Alice: “I’m afraid so. You’re entirely bonkers. But I’ll tell you a secret. All the best people are.”
I cannot believe that 6 years have gone by,
As I write this I will try not to cry.
You continue to live in my heart,
Even though we are miles apart.
I miss you every night and day,
I think about you when I pray.
It is hard to believe you won’t be by my side,
When I walk down the aisle as a newlywed bride.
Sometimes, I wish I could just call,
Or go shopping with you in the mall.
I hope that you are proud of me,
And that you are glowing with what you see.
I hope that you are safe in the heavens above,
I just want you to know that there is so much love.
Nearly a year, ago, Lorelle Shub, English Literature Teacher at the Eastern Mediterranean International School, watched the film Dead Poets Society, featuring John Keating masterfully portrayed by Robin Williams, a charismatic, flamboyant, off the wall English teacher nearly a year ago. She would never look at teaching the same way again.
John Keating was an educator of universal stature, life-like, human, ecstatic, meaningful, crazy, incomprehensively outgoing and most of all, an influence which affected the very core of his students’ lives. He was the force of knowledge Ms. Lorelle Shub had without a doubt wished to be since her dream to be a teacher was realized so many years ago. A teacher who did not conform to the norms, but was their own person.
“As a teacher who’s quite wacky and really non-conventional, I see a lot of myself in Robin Williams. When he says, ‘I sat on my desk to see life from different perspectives,’ and I think that’s how it is, working at EMIS.”
John Keating, the fluke, would become her role model in education from then on, a model she would carry with her all the way to her current job at the EMIS. An outgoing, perplexing educator, Ms. Lorelle was born in Johannesburg, South Africa to her two parents Martin and Andrea.
At the age of eighteen she decided to immigrate to Israel where she immediately set herself to study. However unlike any average, common variety youngling, Lorelle knew exactly where her future lied.
“So basically, my whole life I wanted to be a teacher, my whole life since I was a little girl…. I think it is my calling. I really do.”

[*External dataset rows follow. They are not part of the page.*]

//! Java driver generation.
//!
//! Java parsing is typed: argument decoders are generated against the
//! parameter types declared by the stub signature, so the emitted main
//! compiles without reflection.

use super::{heredoc_command, parse_signature, Assembled};
use anyhow::{bail, Result};
use verdict_common::types::CodeStub;

pub const IMAGE: &str = "eclipse-temurin:17";

pub fn assemble(stub: &CodeStub, user_code: &str) -> Result<Assembled> {
    let sig = parse_signature(&stub.user_snippet)?;

    let decls = sig
        .params
        .iter()
        .enumerate()
        .map(|(i, ty)| decl_for(ty, i))
        .collect::<Result<Vec<_>>>()?
        .join("\n");

    let call_args = (0..sig.params.len())
        .map(|i| format!("a{}", i))
        .collect::<Vec<_>>()
        .join(", ");

    let invoke = if sig.return_type == "void" {
        format!(
            "        sol.{}({});\n        System.out.println();",
            sig.name, call_args
        )
    } else {
        format!(
            "        {} result = sol.{}({});\n        System.out.println(Harness.format(result));",
            sig.return_type, sig.name, call_args
        )
    };

    let source = format!(
        "{}\n{}\n{}\n\n{}\n\n{}",
        stub.start_snippet,
        user_code,
        stub.end_snippet,
        main_class(&decls, &invoke),
        HARNESS_CLASS
    );

    let command = heredoc_command("Main.java", &source, "javac Main.java && java Main");

    Ok(Assembled {
        image: IMAGE,
        source,
        command,
        combined_compile: true,
    })
}

fn decl_for(ty: &str, idx: usize) -> Result<String> {
    let tok = format!("tokens.get({})", idx);
    let parsed = match ty {
        "int" => format!("Integer.parseInt({}.trim())", tok),
        "long" => format!("Long.parseLong({}.trim())", tok),
        "double" => format!("Double.parseDouble({}.trim())", tok),
        "boolean" => format!("Boolean.parseBoolean({}.trim())", tok),
        "String" => format!("Harness.unquote({})", tok),
        "int[]" => format!("Harness.intArray({})", tok),
        "long[]" => format!("Harness.longArray({})", tok),
        "double[]" => format!("Harness.doubleArray({})", tok),
        "String[]" => format!("Harness.stringArray({})", tok),
        "List<Integer>" => format!("Harness.intList({})", tok),
        "List<String>" => format!("Harness.stringList({})", tok),
        _ => bail!("unsupported java parameter type: {}", ty),
    };
    Ok(format!("        {} a{} = {};", ty, idx, parsed))
}

fn main_class(decls: &str, invoke: &str) -> String {
    format!(
        r#"public class Main {{
    public static void main(String[] args) throws Exception {{
        java.io.BufferedReader br = new java.io.BufferedReader(new java.io.InputStreamReader(System.in));
        String line = br.readLine();
        if (line == null) line = "";
        line = line.trim();
        java.util.List<String> tokens = line.isEmpty()
            ? new java.util.ArrayList<String>()
            : Harness.splitArgs(line);
        Solution sol = new Solution();
{decls}
{invoke}
    }}
}}"#,
        decls = decls,
        invoke = invoke
    )
}

const HARNESS_CLASS: &str = r#"class Harness {
    static java.util.List<String> splitArgs(String line) {
        java.util.List<String> parts = new java.util.ArrayList<>();
        int depth = 0;
        boolean quoted = false;
        StringBuilder cur = new StringBuilder();
        for (int i = 0; i < line.length(); i++) {
            char ch = line.charAt(i);
            if (ch == '"') { quoted = !quoted; cur.append(ch); }
            else if (ch == '[' && !quoted) { depth++; cur.append(ch); }
            else if (ch == ']' && !quoted) { depth--; cur.append(ch); }
            else if (ch == ',' && depth == 0 && !quoted) { parts.add(cur.toString()); cur.setLength(0); }
            else { cur.append(ch); }
        }
        parts.add(cur.toString());
        return parts;
    }

    static String unquote(String tok) {
        tok = tok.trim();
        if (tok.length() >= 2 && tok.startsWith("\"") && tok.endsWith("\"")) {
            return tok.substring(1, tok.length() - 1);
        }
        return tok;
    }

    static String[] items(String tok) {
        tok = tok.trim();
        String body = tok.substring(1, tok.length() - 1).trim();
        if (body.isEmpty()) return new String[0];
        java.util.List<String> parts = splitArgs(body);
        String[] out = new String[parts.size()];
        for (int i = 0; i < parts.size(); i++) out[i] = parts.get(i).trim();
        return out;
    }

    static int[] intArray(String tok) {
        String[] raw = items(tok);
        int[] out = new int[raw.length];
        for (int i = 0; i < raw.length; i++) out[i] = Integer.parseInt(raw[i]);
        return out;
    }

    static long[] longArray(String tok) {
        String[] raw = items(tok);
        long[] out = new long[raw.length];
        for (int i = 0; i < raw.length; i++) out[i] = Long.parseLong(raw[i]);
        return out;
    }

    static double[] doubleArray(String tok) {
        String[] raw = items(tok);
        double[] out = new double[raw.length];
        for (int i = 0; i < raw.length; i++) out[i] = Double.parseDouble(raw[i]);
        return out;
    }

    static String[] stringArray(String tok) {
        String[] raw = items(tok);
        for (int i = 0; i < raw.length; i++) raw[i] = unquote(raw[i]);
        return raw;
    }

    static java.util.List<Integer> intList(String tok) {
        java.util.List<Integer> out = new java.util.ArrayList<>();
        for (String s : items(tok)) out.add(Integer.parseInt(s));
        return out;
    }

    static java.util.List<String> stringList(String tok) {
        java.util.List<String> out = new java.util.ArrayList<>();
        for (String s : items(tok)) out.add(unquote(s));
        return out;
    }

    static String format(Object v) {
        if (v == null) return "null";
        if (v instanceof int[]) {
            StringBuilder sb = new StringBuilder("[");
            int[] a = (int[]) v;
            for (int i = 0; i < a.length; i++) { if (i > 0) sb.append(','); sb.append(a[i]); }
            return sb.append(']').toString();
        }
        if (v instanceof long[]) {
            StringBuilder sb = new StringBuilder("[");
            long[] a = (long[]) v;
            for (int i = 0; i < a.length; i++) { if (i > 0) sb.append(','); sb.append(a[i]); }
            return sb.append(']').toString();
        }
        if (v instanceof double[]) {
            StringBuilder sb = new StringBuilder("[");
            double[] a = (double[]) v;
            for (int i = 0; i < a.length; i++) { if (i > 0) sb.append(','); sb.append(a[i]); }
            return sb.append(']').toString();
        }
        if (v instanceof Object[]) {
            StringBuilder sb = new StringBuilder("[");
            Object[] a = (Object[]) v;
            for (int i = 0; i < a.length; i++) { if (i > 0) sb.append(','); sb.append(format(a[i])); }
            return sb.append(']').toString();
        }
        if (v instanceof java.util.List) {
            StringBuilder sb = new StringBuilder("[");
            java.util.List<?> a = (java.util.List<?>) v;
            for (int i = 0; i < a.size(); i++) { if (i > 0) sb.append(','); sb.append(format(a.get(i))); }
            return sb.append(']').toString();
        }
        return String.valueOf(v);
    }
}"#;

#[cfg(test)]
mod tests {
    use super::*;
    use verdict_common::types::Language;

    fn stub(user_snippet: &str) -> CodeStub {
        CodeStub {
            language: Language::Java,
            start_snippet: "import java.util.*;\nclass Solution {".to_string(),
            user_snippet: user_snippet.to_string(),
            end_snippet: "}".to_string(),
        }
    }

    #[test]
    fn test_assemble_two_sum() {
        let stub = stub("    public int[] twoSum(int[] nums, int target) {");
        let user_code =
            "    public int[] twoSum(int[] nums, int target) {\n        return new int[]{0, 1};\n    }";

        let assembled = assemble(&stub, user_code).unwrap();

        assert_eq!(assembled.image, "eclipse-temurin:17");
        assert!(assembled.combined_compile);
        assert!(assembled
            .source
            .contains("int[] a0 = Harness.intArray(tokens.get(0));"));
        assert!(assembled
            .source
            .contains("int a1 = Integer.parseInt(tokens.get(1).trim());"));
        assert!(assembled
            .source
            .contains("int[] result = sol.twoSum(a0, a1);"));
        assert!(assembled.command[2].contains("javac Main.java && java Main"));
    }

    #[test]
    fn test_assemble_string_param() {
        let stub = stub("    public boolean validParentheses(String s) {");
        let assembled = assemble(&stub, "    ...").unwrap();

        assert!(assembled
            .source
            .contains("String a0 = Harness.unquote(tokens.get(0));"));
        assert!(assembled
            .source
            .contains("boolean result = sol.validParentheses(a0);"));
    }

    #[test]
    fn test_void_return_prints_blank_line() {
        let stub = stub("    public void rotate(int[] nums) {");
        let assembled = assemble(&stub, "    ...").unwrap();

        assert!(assembled.source.contains("sol.rotate(a0);"));
        assert!(assembled.source.contains("System.out.println();"));
        assert!(!assembled.source.contains("void result"));
    }

    #[test]
    fn test_unsupported_parameter_type() {
        let stub = stub("    public int walk(TreeNode root) {");
        let err = assemble(&stub, "    ...").unwrap_err();
        assert!(err.to_string().contains("unsupported java parameter type"));
    }
}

Her passion for teaching was and always had been the driving force of her life, and while studying Communications and Marketing at Tel Aviv University she was never truly satisfied, always reminded of her true calling. She changed her focus, moving towards her true passion, becoming an educator.
After her studies, she went on to teach small children, finally fulfilling her calling and even writing a small book for Jewish children as a way to educate youth on the Holocaust.
It is her belief that education is a force of change without equal. An educator’s role is to strengthen a student’s passion and allow them to fully explore the knowledge around them.
“A teacher has the power to make or break a person. To make or break the love of a subject.”
Lorelle Shub believes in the effulgent importance of an education and an educator. She hopes that if her students are to learn at least one thing it is, “always to be bold, to always go for your dreams, even if they sound ridiculous.”
An educator to heart, Ms. Lorelle followed her own dream to educate; now teaching, much to her disdain, far older students at EMIS. A true example of non-conformity and of the breaking of norms, Ms Lorelle is always attempting to find new ways to innovate her teaching style. A cook and eccentric, her favourite novel and author is The Great Gatsby, by F. Scott Fitzgerald.
She has hopes that she will be an influence in her students’ lives and is also marrying her fiancé next month whom she met at Tel Aviv University where she was initially studying.